Please look for the string "runtime" below and report every line in which it occurs.

(Dataset entries):
·····

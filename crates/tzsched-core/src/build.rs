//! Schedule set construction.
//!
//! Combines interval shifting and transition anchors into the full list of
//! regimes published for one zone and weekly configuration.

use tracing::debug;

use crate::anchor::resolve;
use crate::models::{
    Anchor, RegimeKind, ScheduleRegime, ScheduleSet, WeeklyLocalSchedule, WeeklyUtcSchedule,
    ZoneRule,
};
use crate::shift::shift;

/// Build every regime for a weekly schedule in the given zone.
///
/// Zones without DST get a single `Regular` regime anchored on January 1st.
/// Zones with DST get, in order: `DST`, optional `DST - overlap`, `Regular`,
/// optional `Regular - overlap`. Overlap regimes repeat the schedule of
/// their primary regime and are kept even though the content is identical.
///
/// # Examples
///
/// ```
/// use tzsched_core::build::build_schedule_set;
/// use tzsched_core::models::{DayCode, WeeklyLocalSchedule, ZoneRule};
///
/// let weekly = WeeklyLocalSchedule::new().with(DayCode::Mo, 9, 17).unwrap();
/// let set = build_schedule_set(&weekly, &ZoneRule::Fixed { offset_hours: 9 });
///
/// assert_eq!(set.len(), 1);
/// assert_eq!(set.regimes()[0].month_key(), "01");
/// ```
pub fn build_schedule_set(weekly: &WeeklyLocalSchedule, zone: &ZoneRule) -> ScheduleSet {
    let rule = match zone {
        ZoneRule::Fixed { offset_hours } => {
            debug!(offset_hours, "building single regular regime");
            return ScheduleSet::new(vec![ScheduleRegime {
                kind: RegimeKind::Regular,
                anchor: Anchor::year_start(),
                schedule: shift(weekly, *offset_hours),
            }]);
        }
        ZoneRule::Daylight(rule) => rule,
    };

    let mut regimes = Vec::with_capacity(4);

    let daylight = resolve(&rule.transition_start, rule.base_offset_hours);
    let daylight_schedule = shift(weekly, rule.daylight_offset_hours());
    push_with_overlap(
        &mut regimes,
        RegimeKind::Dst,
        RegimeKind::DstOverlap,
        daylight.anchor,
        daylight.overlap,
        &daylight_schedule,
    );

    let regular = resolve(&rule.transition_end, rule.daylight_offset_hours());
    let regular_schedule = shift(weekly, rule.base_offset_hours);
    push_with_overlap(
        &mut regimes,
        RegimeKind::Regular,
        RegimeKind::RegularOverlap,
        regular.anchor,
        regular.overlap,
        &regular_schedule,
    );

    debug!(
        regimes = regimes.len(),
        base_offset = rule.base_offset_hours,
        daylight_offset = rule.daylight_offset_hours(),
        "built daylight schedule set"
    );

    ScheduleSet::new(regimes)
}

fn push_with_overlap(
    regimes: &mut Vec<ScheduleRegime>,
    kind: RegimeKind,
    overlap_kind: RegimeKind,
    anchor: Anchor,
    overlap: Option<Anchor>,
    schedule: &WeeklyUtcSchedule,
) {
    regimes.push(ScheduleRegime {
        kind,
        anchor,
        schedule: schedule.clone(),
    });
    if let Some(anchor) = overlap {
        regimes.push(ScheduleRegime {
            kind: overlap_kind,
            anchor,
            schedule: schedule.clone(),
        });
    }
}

·····

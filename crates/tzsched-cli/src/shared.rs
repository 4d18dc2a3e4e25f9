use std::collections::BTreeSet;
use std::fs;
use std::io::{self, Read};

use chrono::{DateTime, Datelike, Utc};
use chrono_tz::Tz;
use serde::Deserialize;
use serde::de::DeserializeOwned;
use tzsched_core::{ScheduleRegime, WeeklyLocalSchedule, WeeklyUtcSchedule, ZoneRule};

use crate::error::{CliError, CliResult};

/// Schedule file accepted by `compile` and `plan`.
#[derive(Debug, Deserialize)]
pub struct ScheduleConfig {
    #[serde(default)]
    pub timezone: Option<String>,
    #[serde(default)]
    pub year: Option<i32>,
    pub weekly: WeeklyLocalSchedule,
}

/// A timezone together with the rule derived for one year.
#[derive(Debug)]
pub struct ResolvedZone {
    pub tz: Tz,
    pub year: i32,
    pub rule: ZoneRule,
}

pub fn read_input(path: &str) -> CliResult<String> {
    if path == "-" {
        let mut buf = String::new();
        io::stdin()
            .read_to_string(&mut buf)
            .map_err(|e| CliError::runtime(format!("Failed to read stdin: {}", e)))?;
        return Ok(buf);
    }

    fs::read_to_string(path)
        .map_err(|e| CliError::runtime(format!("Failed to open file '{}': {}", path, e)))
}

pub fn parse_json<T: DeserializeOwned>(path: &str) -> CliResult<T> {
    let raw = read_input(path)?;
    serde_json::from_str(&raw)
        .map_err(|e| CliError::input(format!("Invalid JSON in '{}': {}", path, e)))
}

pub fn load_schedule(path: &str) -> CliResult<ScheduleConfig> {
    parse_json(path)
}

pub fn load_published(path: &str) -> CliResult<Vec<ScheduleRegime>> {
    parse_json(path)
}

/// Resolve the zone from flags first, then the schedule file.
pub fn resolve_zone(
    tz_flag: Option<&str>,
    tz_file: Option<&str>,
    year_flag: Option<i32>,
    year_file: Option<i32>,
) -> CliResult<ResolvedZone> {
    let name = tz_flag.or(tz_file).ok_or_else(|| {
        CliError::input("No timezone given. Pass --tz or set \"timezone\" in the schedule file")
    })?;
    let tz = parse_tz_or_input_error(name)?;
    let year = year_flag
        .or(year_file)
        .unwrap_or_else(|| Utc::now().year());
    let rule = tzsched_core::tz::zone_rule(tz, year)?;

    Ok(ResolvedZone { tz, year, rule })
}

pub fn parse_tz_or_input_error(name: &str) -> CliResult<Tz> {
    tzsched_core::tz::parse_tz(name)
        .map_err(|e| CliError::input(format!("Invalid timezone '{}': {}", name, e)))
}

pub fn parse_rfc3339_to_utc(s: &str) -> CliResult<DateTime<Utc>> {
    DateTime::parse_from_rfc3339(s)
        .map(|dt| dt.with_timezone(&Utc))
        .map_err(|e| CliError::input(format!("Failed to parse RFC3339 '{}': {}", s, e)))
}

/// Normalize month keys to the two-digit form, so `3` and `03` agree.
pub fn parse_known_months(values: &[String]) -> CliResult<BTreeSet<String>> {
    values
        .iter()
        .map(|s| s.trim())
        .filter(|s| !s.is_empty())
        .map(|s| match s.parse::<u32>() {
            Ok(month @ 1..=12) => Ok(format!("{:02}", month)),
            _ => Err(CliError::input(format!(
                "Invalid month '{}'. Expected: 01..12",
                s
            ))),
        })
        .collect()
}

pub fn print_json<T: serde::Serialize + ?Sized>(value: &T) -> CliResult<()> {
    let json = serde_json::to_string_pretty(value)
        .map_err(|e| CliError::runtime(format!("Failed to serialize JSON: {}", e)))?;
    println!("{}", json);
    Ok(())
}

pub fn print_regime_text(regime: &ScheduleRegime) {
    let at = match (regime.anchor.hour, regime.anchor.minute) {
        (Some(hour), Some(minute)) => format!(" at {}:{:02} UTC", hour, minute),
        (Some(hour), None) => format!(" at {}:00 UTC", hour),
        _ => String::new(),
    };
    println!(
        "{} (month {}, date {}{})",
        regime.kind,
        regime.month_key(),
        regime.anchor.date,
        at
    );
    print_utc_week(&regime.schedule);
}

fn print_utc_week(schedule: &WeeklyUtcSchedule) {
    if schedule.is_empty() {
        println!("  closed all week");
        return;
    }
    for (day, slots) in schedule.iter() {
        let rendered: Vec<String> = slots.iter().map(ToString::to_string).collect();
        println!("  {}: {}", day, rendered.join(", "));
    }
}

·····

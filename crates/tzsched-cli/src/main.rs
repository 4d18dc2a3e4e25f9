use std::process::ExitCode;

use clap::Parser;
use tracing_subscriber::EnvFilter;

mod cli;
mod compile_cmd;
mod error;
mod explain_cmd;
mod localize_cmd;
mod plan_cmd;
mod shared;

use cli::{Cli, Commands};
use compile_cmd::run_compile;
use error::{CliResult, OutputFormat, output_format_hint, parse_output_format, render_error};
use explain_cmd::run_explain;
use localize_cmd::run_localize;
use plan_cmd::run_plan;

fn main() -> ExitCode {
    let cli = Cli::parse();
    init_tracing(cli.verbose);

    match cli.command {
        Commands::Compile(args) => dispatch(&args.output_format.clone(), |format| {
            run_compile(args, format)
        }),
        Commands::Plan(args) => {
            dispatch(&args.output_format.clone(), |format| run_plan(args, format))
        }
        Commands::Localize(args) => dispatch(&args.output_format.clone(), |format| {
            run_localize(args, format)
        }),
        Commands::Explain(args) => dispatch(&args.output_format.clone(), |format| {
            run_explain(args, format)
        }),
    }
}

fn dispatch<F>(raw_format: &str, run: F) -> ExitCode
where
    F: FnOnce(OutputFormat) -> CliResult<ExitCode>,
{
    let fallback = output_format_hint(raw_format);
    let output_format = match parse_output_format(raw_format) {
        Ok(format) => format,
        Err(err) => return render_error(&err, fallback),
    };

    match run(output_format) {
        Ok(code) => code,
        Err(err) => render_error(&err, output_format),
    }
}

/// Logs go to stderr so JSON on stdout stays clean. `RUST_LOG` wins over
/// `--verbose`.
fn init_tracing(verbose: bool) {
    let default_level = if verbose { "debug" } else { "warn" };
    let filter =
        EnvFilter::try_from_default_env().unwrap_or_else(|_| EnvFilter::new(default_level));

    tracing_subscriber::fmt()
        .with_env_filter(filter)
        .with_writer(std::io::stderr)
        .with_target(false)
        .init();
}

·····

(Exercise answer):
            .map_err(|e| CliError::runtime(format!("Failed to read stdin: {}", e)))?;
        .map_err(|e| CliError::runtime(format!("Failed to open file '{}': {}", path, e)))
        .map_err(|e| CliError::runtime(format!("Failed to serialize JSON: {}", e)))?;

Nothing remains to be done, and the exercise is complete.